WORK TO COMPLETE
What is needed is an exact copy of all the lines below.

RECORDS TO PROCESS
use std::collections::BTreeMap;
use std::fmt;
use std::path::{Path, PathBuf};

use tera::{Context, Value};

use crate::config::{load_config, TemplateConfig};
use crate::descriptor;
use crate::error::{GraftError, Result};
use crate::ignore::{self, IgnoreOutcome, IgnoreRules};
use crate::merge::{self, MergeReport, MergeStrategy};
use crate::render::{build_context, build_parameters, render_resource, RenderSettings, RenderedFileSet};
use crate::tree::Tree;

/// Template resource rendered on every run.
pub const CORE_RESOURCE: &str = "files";
/// Template resource rendered only for container/cloud deployments.
pub const PLATFORM_RESOURCE: &str = "docker";

/// The steps of one generator run, in execution order.
#[derive(Debug, Clone, Copy, PartialEq, Eq)]
pub enum Stage {
    Validate,
    RenderCore,
    MergeCore,
    RenderOptional,
    MergeOptional,
    PatchDescriptor,
    EnsureIgnoreRules,
}

impl fmt::Display for Stage {
    fn fmt(&self, f: &mut fmt::Formatter<'_>) -> fmt::Result {
        let name = match self {
            Stage::Validate => "validate",
            Stage::RenderCore => "render core files",
            Stage::MergeCore => "merge core files",
            Stage::RenderOptional => "render platform files",
            Stage::MergeOptional => "merge platform files",
            Stage::PatchDescriptor => "patch pom.xml",
            Stage::EnsureIgnoreRules => "ensure ignore rules",
        };
        f.write_str(name)
    }
}

/// Validated-options input for one run.
#[derive(Debug, Clone, Default)]
pub struct Options {
    /// Merge strategy identifier (`overwrite`, `skip`, `combine`).
    pub merge: String,
    pub docker: bool,
    pub openshift: bool,
    /// Extra template parameters.
    pub params: BTreeMap<String, Value>,
}

impl Options {
    pub fn wants_platform_files(&self) -> bool {
        self.docker || self.openshift
    }
}

/// A template directory holding the core and platform resources plus `graft.toml`.
#[derive(Debug, Clone)]
pub struct TemplateSet {
    pub root: PathBuf,
    pub config: TemplateConfig,
}

impl TemplateSet {
    pub fn load(root: &Path) -> Result<Self> {
        if !root.is_dir() {
            return Err(GraftError::TemplateDirectoryMissing {
                path: root.to_path_buf(),
            });
        }
        Ok(Self {
            root: root.to_path_buf(),
            config: load_config(root)?,
        })
    }

    pub fn render(&self, resource: &str, context: &Context) -> Result<RenderedFileSet> {
        let settings = RenderSettings {
            templates_suffix: &self.config.template.templates_suffix,
            files: &self.config.files,
        };
        render_resource(&self.root.join(resource), &settings, context)
    }
}

/// What a run did.
#[derive(Debug, Clone)]
pub struct PipelineReport {
    pub appname: String,
    pub strategy: MergeStrategy,
    pub merge: MergeReport,
    pub platform_rendered: bool,
    pub descriptor_patched: bool,
    pub ignore: IgnoreOutcome,
    pub stages: Vec<Stage>,
}

impl PipelineReport {
    pub fn has_changes(&self) -> bool {
        self.merge.has_changes()
            || self.descriptor_patched
            || !matches!(self.ignore, IgnoreOutcome::UpToDate)
    }
}

struct Validated {
    strategy: MergeStrategy,
    appname: String,
    context: Context,
}

/// Run the whole generator against `tree`.
///
/// Validation happens before anything is written. A failure in a later stage
/// leaves the returned error as the only result; the partially mutated tree
/// is dropped, so nothing reaches disk.
pub fn run(
    tree: Tree,
    options: &Options,
    templates: &TemplateSet,
    ignore_rules: &dyn IgnoreRules,
) -> Result<(Tree, PipelineReport)> {
    let mut stages = Vec::new();

    let validated = validate(&tree, options).map_err(|e| e.in_stage(Stage::Validate))?;
    stages.push(Stage::Validate);
    tracing::info!(
        appname = %validated.appname,
        strategy = %validated.strategy,
        "validated project"
    );

    let core = templates
        .render(CORE_RESOURCE, &validated.context)
        .map_err(|e| e.in_stage(Stage::RenderCore))?;
    stages.push(Stage::RenderCore);

    let (mut tree, mut merge_report) =
        merge::apply(tree, &core, validated.strategy).map_err(|e| e.in_stage(Stage::MergeCore))?;
    stages.push(Stage::MergeCore);
    tracing::info!(files = core.len(), report = %merge_report, "merged core files");

    let platform_rendered = options.wants_platform_files();
    if platform_rendered {
        let platform = templates
            .render(PLATFORM_RESOURCE, &validated.context)
            .map_err(|e| e.in_stage(Stage::RenderOptional))?;
        stages.push(Stage::RenderOptional);

        let (merged, report) = merge::apply(tree, &platform, validated.strategy)
            .map_err(|e| e.in_stage(Stage::MergeOptional))?;
        stages.push(Stage::MergeOptional);
        tracing::info!(files = platform.len(), %report, "merged platform files");

        tree = merged;
        merge_report.merge_from(report);
    }

    let (tree, descriptor_patched) =
        descriptor::patch_tree(tree, &templates.config.distribution)
            .map_err(|e| e.in_stage(Stage::PatchDescriptor))?;
    stages.push(Stage::PatchDescriptor);
    tracing::info!(patched = descriptor_patched, "checked distribution management");

    let (tree, ignore) = ignore::ensure(tree, ignore_rules, &templates.config.ignore.tags)
        .map_err(|e| e.in_stage(Stage::EnsureIgnoreRules))?;
    stages.push(Stage::EnsureIgnoreRules);

    Ok((
        tree,
        PipelineReport {
            appname: validated.appname,
            strategy: validated.strategy,
            merge: merge_report,
            platform_rendered,
            descriptor_patched,
            ignore,
            stages,
        },
    ))
}

fn validate(tree: &Tree, options: &Options) -> Result<Validated> {
    let strategy: MergeStrategy = options.merge.parse()?;
    let appname = descriptor::validate(tree)?;

    let mut params = options.params.clone();
    params.insert("merge".into(), Value::String(strategy.to_string()));
    params.insert("docker".into(), Value::Bool(options.docker));
    params.insert("openshift".into(), Value::Bool(options.openshift));
    let variables = build_parameters(&params, &appname)?;

    Ok(Validated {
        strategy,
        appname,
        context: build_context(&variables),
    })
}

SOLVED EXERCISE
use std::collections::BTreeMap;
use std::fmt;
use std::path::{Path, PathBuf};

use tera::{Context, Value};

use crate::config::{load_config, TemplateConfig};
use crate::descriptor;
use crate::error::{GraftError, Result};
use crate::ignore::{self, IgnoreOutcome, IgnoreRules};
use crate::merge::{self, MergeReport, MergeStrategy};
use crate::render::{build_context, build_parameters, render_resource, RenderSettings, RenderedFileSet};
use crate::tree::Tree;

/// Template resource rendered on every run.
pub const CORE_RESOURCE: &str = "files";
/// Template resource rendered only for container/cloud deployments.
pub const PLATFORM_RESOURCE: &str = "docker";

/// The steps of one generator run, in execution order.
#[derive(Debug, Clone, Copy, PartialEq, Eq)]
pub enum Stage {
    Validate,
    RenderCore,
    MergeCore,
    RenderOptional,
    MergeOptional,
    PatchDescriptor,
    EnsureIgnoreRules,
}

impl fmt::Display for Stage {
    fn fmt(&self, f: &mut fmt::Formatter<'_>) -> fmt::Result {
        let name = match self {
            Stage::Validate => "validate",
            Stage::RenderCore => "render core files",
            Stage::MergeCore => "merge core files",
            Stage::RenderOptional => "render platform files",
            Stage::MergeOptional => "merge platform files",
            Stage::PatchDescriptor => "patch pom.xml",
            Stage::EnsureIgnoreRules => "ensure ignore rules",
        };
        f.write_str(name)
    }
}

/// Validated-options input for one run.
#[derive(Debug, Clone, Default)]
pub struct Options {
    /// Merge strategy identifier (`overwrite`, `skip`, `combine`).
    pub merge: String,
    pub docker: bool,
    pub openshift: bool,
    /// Extra template parameters.
    pub params: BTreeMap<String, Value>,
}

impl Options {
    pub fn wants_platform_files(&self) -> bool {
        self.docker || self.openshift
    }
}

/// A template directory holding the core and platform resources plus `graft.toml`.
#[derive(Debug, Clone)]
pub struct TemplateSet {
    pub root: PathBuf,
    pub config: TemplateConfig,
}

impl TemplateSet {
    pub fn load(root: &Path) -> Result<Self> {
        if !root.is_dir() {
            return Err(GraftError::TemplateDirectoryMissing {
                path: root.to_path_buf(),
            });
        }
        Ok(Self {
            root: root.to_path_buf(),
            config: load_config(root)?,
        })
    }

    pub fn render(&self, resource: &str, context: &Context) -> Result<RenderedFileSet> {
        let settings = RenderSettings {
            templates_suffix: &self.config.template.templates_suffix,
            files: &self.config.files,
        };
        render_resource(&self.root.join(resource), &settings, context)
    }
}

/// What a run did.
#[derive(Debug, Clone)]
pub struct PipelineReport {
    pub appname: String,
    pub strategy: MergeStrategy,
    pub merge: MergeReport,
    pub platform_rendered: bool,
    pub descriptor_patched: bool,
    pub ignore: IgnoreOutcome,
    pub stages: Vec<Stage>,
}

impl PipelineReport {
    pub fn has_changes(&self) -> bool {
        self.merge.has_changes()
            || self.descriptor_patched
            || !matches!(self.ignore, IgnoreOutcome::UpToDate)
    }
}

struct Validated {
    strategy: MergeStrategy,
    appname: String,
    context: Context,
}

/// Run the whole generator against `tree`.
///
/// Validation happens before anything is written. A failure in a later stage
/// leaves the returned error as the only result; the partially mutated tree
/// is dropped, so nothing reaches disk.
pub fn run(
    tree: Tree,
    options: &Options,
    templates: &TemplateSet,
    ignore_rules: &dyn IgnoreRules,
) -> Result<(Tree, PipelineReport)> {
    let mut stages = Vec::new();

    let validated = validate(&tree, options).map_err(|e| e.in_stage(Stage::Validate))?;
    stages.push(Stage::Validate);
    tracing::info!(
        appname = %validated.appname,
        strategy = %validated.strategy,
        "validated project"
    );

    let core = templates
        .render(CORE_RESOURCE, &validated.context)
        .map_err(|e| e.in_stage(Stage::RenderCore))?;
    stages.push(Stage::RenderCore);

    let (mut tree, mut merge_report) =
        merge::apply(tree, &core, validated.strategy).map_err(|e| e.in_stage(Stage::MergeCore))?;
    stages.push(Stage::MergeCore);
    tracing::info!(files = core.len(), report = %merge_report, "merged core files");

    let platform_rendered = options.wants_platform_files();
    if platform_rendered {
        let platform = templates
            .render(PLATFORM_RESOURCE, &validated.context)
            .map_err(|e| e.in_stage(Stage::RenderOptional))?;
        stages.push(Stage::RenderOptional);

        let (merged, report) = merge::apply(tree, &platform, validated.strategy)
            .map_err(|e| e.in_stage(Stage::MergeOptional))?;
        stages.push(Stage::MergeOptional);
        tracing::info!(files = platform.len(), %report, "merged platform files");

        tree = merged;
        merge_report.merge_from(report);
    }

    let (tree, descriptor_patched) =
        descriptor::patch_tree(tree, &templates.config.distribution)
            .map_err(|e| e.in_stage(Stage::PatchDescriptor))?;
    stages.push(Stage::PatchDescriptor);
    tracing::info!(patched = descriptor_patched, "checked distribution management");

    let (tree, ignore) = ignore::ensure(tree, ignore_rules, &templates.config.ignore.tags)
        .map_err(|e| e.in_stage(Stage::EnsureIgnoreRules))?;
    stages.push(Stage::EnsureIgnoreRules);

    Ok((
        tree,
        PipelineReport {
            appname: validated.appname,
            strategy: validated.strategy,
            merge: merge_report,
            platform_rendered,
            descriptor_patched,
            ignore,
            stages,
        },
    ))
}

fn validate(tree: &Tree, options: &Options) -> Result<Validated> {
    let strategy: MergeStrategy = options.merge.parse()?;
    let appname = descriptor::validate(tree)?;

    let mut params = options.params.clone();
    params.insert("merge".into(), Value::String(strategy.to_string()));
    params.insert("docker".into(), Value::Bool(options.docker));
    params.insert("openshift".into(), Value::Bool(options.openshift));
    let variables = build_parameters(&params, &appname)?;

    Ok(Validated {
        strategy,
        appname,
        context: build_context(&variables),
    })
}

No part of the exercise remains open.